== What the exercise asks ==
Among the lines below, how many carry the string "GeneratedQuestion"? Reply with a number and nothing else.

== Task material ==
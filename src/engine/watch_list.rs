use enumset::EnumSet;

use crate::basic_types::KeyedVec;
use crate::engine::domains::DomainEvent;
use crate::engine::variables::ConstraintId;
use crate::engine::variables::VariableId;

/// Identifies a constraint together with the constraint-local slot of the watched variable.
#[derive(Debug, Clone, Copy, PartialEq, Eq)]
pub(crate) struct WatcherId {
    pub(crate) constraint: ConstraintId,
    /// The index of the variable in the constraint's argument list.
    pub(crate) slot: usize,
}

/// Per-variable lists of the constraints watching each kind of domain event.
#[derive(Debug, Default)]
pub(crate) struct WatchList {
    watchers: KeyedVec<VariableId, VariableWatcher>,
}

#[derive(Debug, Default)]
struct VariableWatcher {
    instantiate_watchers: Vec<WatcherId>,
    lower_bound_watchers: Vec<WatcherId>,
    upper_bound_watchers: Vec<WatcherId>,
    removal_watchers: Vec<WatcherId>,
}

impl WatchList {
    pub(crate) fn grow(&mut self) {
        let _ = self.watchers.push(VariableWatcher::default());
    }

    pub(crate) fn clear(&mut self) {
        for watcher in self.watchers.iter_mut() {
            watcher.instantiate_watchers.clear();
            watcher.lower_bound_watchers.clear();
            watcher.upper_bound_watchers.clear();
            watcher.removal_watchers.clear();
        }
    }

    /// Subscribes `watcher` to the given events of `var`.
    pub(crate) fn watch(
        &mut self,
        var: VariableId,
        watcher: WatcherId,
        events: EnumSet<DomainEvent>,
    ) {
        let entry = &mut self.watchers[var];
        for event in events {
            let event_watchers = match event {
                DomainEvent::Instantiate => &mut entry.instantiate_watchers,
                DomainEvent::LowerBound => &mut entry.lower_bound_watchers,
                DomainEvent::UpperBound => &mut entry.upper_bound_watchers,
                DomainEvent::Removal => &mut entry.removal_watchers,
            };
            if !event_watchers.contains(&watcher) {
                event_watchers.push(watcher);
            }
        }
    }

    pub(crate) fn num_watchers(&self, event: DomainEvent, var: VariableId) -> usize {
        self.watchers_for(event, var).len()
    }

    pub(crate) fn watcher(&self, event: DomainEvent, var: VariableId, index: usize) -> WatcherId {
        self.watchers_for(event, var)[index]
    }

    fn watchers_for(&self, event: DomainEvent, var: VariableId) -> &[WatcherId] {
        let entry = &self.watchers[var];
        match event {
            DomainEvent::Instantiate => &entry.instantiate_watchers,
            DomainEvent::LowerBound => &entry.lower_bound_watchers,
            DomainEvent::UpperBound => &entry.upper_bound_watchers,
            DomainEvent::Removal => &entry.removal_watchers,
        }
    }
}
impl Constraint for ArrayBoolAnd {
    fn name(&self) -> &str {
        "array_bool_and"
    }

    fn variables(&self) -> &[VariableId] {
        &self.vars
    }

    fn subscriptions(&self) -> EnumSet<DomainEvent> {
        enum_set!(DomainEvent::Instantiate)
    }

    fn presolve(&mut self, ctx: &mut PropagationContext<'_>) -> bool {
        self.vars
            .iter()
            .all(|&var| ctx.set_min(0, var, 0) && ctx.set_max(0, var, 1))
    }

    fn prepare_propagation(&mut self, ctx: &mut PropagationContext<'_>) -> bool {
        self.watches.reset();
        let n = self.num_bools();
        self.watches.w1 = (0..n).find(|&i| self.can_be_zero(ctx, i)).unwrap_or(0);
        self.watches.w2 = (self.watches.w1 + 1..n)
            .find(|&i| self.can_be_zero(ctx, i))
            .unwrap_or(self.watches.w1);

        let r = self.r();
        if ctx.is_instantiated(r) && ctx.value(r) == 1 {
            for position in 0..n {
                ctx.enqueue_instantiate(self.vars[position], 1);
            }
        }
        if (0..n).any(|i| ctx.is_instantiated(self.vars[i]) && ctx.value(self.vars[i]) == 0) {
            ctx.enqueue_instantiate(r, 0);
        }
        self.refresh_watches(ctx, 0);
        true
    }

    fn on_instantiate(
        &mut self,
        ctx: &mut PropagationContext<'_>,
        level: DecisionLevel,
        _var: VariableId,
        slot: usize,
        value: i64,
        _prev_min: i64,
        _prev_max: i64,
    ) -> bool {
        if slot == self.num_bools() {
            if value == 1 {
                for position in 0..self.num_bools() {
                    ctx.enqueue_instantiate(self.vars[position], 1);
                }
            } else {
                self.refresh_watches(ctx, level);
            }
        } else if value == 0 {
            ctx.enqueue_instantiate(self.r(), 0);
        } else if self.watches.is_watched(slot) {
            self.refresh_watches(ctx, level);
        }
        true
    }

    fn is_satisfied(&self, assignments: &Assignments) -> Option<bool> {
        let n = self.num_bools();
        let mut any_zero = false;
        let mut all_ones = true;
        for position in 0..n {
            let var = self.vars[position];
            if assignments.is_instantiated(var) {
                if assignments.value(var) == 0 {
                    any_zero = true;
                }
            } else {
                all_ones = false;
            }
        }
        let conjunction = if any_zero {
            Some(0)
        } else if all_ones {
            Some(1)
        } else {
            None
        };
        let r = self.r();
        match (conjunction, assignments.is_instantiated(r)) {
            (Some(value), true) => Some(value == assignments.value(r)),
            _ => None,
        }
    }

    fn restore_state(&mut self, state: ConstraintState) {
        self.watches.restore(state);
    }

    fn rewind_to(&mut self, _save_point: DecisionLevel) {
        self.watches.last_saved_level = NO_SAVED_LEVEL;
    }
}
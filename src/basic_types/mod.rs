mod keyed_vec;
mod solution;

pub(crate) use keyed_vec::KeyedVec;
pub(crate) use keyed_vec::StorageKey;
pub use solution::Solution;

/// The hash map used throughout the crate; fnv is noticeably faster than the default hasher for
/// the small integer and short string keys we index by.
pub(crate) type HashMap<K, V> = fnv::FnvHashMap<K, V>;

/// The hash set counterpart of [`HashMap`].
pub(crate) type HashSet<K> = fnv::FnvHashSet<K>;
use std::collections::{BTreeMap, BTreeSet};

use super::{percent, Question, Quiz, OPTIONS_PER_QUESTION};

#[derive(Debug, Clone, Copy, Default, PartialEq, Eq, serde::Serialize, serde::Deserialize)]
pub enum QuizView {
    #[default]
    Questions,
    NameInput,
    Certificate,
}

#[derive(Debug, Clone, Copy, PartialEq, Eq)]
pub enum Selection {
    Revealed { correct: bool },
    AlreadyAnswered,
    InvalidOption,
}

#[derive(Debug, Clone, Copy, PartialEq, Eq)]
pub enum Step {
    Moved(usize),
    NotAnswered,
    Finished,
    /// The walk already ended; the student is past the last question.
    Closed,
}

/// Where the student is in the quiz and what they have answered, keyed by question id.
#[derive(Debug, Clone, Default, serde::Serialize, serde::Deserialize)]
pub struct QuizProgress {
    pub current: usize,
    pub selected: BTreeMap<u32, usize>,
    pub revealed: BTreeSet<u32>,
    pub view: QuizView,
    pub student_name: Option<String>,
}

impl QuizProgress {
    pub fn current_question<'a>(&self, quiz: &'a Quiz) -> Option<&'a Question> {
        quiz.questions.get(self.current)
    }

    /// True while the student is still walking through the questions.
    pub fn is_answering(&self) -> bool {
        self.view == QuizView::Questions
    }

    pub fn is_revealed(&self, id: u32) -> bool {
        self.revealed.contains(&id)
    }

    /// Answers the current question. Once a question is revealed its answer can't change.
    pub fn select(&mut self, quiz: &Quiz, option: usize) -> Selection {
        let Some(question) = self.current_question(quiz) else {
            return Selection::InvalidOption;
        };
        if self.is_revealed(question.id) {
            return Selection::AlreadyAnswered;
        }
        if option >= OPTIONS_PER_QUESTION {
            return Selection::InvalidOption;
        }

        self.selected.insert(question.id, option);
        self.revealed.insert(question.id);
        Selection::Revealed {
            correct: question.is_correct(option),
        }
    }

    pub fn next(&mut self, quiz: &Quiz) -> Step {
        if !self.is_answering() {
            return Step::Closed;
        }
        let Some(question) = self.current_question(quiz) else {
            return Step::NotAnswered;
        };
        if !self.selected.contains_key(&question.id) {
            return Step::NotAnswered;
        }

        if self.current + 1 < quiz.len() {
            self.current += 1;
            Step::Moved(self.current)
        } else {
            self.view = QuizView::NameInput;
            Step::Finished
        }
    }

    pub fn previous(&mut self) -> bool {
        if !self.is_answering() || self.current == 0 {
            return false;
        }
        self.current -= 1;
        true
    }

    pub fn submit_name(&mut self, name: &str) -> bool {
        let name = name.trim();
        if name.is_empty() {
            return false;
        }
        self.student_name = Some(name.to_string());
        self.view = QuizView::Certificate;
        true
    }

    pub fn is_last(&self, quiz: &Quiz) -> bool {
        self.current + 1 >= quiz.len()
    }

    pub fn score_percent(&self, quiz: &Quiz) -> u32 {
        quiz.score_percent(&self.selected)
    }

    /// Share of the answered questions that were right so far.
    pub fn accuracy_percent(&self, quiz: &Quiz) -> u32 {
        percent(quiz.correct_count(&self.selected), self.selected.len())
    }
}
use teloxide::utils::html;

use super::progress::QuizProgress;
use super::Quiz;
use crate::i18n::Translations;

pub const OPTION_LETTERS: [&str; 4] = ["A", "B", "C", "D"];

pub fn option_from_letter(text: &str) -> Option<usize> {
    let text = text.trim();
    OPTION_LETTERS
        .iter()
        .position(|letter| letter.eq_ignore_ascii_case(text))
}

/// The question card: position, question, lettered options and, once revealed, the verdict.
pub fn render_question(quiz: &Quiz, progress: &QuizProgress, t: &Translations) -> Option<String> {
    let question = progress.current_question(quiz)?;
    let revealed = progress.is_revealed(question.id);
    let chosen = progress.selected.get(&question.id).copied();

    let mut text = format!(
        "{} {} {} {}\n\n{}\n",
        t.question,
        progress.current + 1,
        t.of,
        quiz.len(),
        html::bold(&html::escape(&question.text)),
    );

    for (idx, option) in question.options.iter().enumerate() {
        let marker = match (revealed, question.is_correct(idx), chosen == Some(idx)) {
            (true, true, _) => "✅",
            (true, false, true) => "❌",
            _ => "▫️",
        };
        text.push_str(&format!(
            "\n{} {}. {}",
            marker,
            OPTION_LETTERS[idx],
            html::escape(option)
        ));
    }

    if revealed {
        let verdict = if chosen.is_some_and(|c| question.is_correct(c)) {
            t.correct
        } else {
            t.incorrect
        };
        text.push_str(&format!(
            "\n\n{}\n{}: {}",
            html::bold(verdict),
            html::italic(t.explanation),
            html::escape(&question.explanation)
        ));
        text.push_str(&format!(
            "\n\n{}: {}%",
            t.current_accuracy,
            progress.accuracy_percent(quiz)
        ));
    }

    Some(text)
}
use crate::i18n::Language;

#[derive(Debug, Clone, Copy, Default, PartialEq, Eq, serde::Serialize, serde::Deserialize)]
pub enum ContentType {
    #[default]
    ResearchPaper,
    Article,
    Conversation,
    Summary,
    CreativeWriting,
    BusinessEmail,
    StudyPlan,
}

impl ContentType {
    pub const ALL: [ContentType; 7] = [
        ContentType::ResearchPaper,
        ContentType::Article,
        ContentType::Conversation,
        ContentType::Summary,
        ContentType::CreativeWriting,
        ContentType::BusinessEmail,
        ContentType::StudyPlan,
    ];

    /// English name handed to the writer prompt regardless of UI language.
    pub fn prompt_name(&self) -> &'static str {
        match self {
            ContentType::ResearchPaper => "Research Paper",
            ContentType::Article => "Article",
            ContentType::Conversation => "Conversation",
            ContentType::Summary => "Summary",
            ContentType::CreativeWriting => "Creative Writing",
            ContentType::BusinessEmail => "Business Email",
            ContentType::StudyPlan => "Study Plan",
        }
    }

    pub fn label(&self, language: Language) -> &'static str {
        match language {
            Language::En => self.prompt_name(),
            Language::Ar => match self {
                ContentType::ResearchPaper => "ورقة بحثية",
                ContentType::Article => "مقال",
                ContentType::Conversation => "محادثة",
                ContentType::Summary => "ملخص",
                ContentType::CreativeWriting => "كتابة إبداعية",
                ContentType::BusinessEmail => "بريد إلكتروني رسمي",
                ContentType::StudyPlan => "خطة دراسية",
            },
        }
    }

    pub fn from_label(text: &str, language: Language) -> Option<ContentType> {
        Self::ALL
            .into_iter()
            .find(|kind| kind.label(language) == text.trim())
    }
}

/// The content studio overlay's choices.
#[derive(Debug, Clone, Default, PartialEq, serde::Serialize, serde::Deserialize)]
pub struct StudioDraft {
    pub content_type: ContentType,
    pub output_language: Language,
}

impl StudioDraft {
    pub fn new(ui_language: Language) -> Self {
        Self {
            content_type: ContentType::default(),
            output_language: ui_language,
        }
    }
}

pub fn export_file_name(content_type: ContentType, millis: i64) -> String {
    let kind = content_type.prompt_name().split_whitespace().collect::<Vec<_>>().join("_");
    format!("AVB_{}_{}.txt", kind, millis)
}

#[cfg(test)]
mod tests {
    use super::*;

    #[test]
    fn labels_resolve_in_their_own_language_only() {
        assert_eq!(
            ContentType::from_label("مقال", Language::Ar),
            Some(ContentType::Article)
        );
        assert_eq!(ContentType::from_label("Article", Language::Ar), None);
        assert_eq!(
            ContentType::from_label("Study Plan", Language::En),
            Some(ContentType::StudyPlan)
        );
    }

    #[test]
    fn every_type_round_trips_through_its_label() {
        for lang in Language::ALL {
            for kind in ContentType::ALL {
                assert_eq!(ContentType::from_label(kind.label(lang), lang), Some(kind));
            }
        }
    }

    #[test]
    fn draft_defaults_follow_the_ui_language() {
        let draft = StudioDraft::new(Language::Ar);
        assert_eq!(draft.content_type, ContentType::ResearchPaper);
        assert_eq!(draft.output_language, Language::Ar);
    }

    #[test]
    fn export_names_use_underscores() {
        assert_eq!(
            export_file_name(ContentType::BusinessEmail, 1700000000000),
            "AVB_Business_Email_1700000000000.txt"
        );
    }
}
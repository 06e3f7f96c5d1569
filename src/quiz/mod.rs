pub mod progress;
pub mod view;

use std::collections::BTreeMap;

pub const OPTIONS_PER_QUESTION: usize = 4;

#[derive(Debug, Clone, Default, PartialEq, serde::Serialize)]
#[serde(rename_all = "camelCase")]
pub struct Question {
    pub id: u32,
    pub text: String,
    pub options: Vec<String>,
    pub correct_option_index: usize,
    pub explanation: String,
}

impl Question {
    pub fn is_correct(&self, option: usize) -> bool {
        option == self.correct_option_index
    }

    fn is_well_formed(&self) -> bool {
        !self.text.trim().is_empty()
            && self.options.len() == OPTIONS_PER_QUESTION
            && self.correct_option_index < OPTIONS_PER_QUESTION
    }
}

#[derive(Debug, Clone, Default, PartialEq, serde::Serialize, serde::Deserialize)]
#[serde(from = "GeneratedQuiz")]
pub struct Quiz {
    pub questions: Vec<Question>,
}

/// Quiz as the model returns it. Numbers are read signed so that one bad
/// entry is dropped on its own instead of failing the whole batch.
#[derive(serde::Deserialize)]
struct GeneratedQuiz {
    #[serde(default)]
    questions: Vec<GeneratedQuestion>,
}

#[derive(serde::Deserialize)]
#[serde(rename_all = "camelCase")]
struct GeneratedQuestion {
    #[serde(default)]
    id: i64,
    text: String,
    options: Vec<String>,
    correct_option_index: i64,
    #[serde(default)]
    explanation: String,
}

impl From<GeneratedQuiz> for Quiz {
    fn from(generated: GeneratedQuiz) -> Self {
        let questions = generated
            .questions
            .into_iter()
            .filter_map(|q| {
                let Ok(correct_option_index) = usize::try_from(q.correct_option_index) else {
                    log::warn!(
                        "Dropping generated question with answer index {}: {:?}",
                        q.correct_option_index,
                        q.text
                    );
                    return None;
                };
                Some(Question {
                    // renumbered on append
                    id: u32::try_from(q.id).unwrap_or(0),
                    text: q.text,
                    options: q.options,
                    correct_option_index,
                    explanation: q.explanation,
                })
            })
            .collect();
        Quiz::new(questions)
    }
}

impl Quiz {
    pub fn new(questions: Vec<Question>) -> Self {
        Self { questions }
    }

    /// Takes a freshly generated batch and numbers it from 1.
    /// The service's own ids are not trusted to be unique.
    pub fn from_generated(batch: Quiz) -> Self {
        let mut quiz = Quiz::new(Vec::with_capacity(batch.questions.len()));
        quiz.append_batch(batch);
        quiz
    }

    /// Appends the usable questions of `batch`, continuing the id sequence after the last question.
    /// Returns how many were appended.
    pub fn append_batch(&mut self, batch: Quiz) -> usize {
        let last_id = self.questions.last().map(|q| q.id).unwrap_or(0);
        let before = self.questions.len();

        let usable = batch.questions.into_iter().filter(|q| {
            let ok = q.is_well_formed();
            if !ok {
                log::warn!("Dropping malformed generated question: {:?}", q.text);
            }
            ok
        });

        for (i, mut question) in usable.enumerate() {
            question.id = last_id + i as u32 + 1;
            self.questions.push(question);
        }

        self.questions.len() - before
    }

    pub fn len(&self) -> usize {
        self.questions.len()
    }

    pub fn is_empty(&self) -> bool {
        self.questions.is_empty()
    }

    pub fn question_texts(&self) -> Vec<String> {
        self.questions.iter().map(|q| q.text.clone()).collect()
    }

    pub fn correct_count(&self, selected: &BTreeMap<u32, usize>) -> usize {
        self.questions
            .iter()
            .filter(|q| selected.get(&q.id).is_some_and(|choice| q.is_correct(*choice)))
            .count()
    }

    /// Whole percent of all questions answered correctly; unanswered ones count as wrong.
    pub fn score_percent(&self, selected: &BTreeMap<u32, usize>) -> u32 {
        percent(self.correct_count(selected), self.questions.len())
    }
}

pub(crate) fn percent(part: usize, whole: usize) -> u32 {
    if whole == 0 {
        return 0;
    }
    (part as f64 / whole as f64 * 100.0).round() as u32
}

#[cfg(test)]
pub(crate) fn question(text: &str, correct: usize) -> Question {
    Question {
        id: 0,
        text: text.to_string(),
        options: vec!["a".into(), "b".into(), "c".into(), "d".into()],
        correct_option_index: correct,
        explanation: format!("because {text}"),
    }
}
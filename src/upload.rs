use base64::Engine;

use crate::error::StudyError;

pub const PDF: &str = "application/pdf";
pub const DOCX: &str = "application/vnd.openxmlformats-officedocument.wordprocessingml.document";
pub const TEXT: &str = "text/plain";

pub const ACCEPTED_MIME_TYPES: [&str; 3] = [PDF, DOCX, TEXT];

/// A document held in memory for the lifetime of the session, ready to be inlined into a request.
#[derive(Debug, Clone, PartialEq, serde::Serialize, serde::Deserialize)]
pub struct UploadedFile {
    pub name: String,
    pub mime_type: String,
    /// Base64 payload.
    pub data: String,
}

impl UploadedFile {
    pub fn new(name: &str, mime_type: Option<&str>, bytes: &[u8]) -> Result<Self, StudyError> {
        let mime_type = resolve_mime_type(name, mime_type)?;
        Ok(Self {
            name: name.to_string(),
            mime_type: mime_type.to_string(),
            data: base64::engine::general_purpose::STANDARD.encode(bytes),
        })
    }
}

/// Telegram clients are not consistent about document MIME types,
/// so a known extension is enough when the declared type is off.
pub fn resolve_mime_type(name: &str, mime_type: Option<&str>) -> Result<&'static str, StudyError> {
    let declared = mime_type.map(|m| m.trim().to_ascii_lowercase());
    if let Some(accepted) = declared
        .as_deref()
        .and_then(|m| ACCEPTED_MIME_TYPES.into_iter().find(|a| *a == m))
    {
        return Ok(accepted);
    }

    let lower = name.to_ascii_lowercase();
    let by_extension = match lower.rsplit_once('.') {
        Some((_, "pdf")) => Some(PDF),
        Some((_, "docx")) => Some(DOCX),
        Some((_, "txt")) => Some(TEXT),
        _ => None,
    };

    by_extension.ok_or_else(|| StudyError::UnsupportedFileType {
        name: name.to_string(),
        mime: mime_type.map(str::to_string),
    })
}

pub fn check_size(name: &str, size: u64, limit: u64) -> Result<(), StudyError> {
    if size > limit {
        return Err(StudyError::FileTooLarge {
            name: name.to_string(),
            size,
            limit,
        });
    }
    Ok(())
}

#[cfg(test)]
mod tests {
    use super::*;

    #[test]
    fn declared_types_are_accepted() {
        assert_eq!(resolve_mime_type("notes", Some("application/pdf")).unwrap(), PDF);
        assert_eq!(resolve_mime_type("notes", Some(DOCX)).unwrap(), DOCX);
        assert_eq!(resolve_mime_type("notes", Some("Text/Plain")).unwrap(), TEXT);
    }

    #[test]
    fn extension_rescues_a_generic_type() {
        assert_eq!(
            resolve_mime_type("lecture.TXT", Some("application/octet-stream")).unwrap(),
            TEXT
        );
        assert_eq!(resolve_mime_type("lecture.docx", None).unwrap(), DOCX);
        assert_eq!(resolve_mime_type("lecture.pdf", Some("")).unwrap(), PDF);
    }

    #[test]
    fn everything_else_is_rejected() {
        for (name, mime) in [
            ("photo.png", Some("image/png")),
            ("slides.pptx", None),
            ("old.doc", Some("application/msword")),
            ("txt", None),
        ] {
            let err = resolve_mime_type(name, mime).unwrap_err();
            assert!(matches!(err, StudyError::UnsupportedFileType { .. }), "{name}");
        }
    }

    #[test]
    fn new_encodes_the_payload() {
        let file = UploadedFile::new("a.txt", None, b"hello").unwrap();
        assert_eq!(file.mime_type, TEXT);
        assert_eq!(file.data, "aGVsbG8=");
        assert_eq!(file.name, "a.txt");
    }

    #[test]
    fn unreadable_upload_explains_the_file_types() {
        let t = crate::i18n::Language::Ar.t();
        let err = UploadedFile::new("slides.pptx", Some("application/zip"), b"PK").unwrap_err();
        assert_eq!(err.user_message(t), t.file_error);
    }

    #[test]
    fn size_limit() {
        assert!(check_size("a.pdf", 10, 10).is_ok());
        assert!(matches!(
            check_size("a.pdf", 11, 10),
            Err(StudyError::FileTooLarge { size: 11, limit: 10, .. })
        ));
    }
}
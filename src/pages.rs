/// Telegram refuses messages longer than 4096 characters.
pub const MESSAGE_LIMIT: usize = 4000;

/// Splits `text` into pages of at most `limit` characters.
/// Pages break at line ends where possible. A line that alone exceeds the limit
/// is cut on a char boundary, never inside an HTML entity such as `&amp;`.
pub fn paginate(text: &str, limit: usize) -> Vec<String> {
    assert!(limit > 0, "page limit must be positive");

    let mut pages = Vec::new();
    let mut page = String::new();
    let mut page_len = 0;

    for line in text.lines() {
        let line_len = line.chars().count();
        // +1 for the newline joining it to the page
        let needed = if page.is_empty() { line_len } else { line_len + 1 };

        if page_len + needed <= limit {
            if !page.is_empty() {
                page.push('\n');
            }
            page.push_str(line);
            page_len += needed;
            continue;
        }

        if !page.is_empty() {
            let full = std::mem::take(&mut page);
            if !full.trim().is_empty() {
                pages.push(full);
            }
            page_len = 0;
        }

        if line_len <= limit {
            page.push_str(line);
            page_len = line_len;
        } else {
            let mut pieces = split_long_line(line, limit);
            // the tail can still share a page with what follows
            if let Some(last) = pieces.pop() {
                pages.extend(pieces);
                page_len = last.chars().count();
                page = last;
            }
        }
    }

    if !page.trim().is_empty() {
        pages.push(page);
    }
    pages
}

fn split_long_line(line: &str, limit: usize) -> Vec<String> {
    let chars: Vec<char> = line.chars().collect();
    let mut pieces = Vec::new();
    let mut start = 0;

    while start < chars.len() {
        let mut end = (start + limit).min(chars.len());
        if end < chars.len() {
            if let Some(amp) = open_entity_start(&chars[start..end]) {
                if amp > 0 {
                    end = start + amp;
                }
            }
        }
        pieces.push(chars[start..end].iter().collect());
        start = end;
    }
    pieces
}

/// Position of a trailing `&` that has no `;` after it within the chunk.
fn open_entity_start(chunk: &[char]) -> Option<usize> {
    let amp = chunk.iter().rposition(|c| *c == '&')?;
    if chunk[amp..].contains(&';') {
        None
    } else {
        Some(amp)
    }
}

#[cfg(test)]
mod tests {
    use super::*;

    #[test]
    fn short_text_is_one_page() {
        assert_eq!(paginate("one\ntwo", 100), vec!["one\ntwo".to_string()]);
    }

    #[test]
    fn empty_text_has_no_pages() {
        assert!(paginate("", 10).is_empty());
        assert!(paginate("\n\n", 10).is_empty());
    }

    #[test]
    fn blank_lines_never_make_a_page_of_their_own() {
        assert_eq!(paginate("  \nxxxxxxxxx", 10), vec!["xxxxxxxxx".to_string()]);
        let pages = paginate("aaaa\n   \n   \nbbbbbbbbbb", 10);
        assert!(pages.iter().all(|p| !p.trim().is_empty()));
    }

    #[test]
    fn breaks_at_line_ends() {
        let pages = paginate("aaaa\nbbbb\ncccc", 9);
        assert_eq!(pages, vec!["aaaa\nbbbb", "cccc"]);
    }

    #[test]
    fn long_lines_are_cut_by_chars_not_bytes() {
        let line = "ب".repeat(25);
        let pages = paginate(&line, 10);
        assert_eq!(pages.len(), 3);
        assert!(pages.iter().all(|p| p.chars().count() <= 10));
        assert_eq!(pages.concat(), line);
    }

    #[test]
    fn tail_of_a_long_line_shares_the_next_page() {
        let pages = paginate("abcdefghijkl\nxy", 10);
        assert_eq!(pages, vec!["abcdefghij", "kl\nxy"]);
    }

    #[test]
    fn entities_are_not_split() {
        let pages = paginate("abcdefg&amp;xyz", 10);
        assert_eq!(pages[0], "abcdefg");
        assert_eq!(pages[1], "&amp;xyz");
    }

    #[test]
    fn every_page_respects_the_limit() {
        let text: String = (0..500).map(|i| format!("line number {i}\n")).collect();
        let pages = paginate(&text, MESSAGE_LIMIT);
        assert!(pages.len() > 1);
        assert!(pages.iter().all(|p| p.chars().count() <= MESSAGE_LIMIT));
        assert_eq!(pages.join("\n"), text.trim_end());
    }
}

== Exercise answer ==
2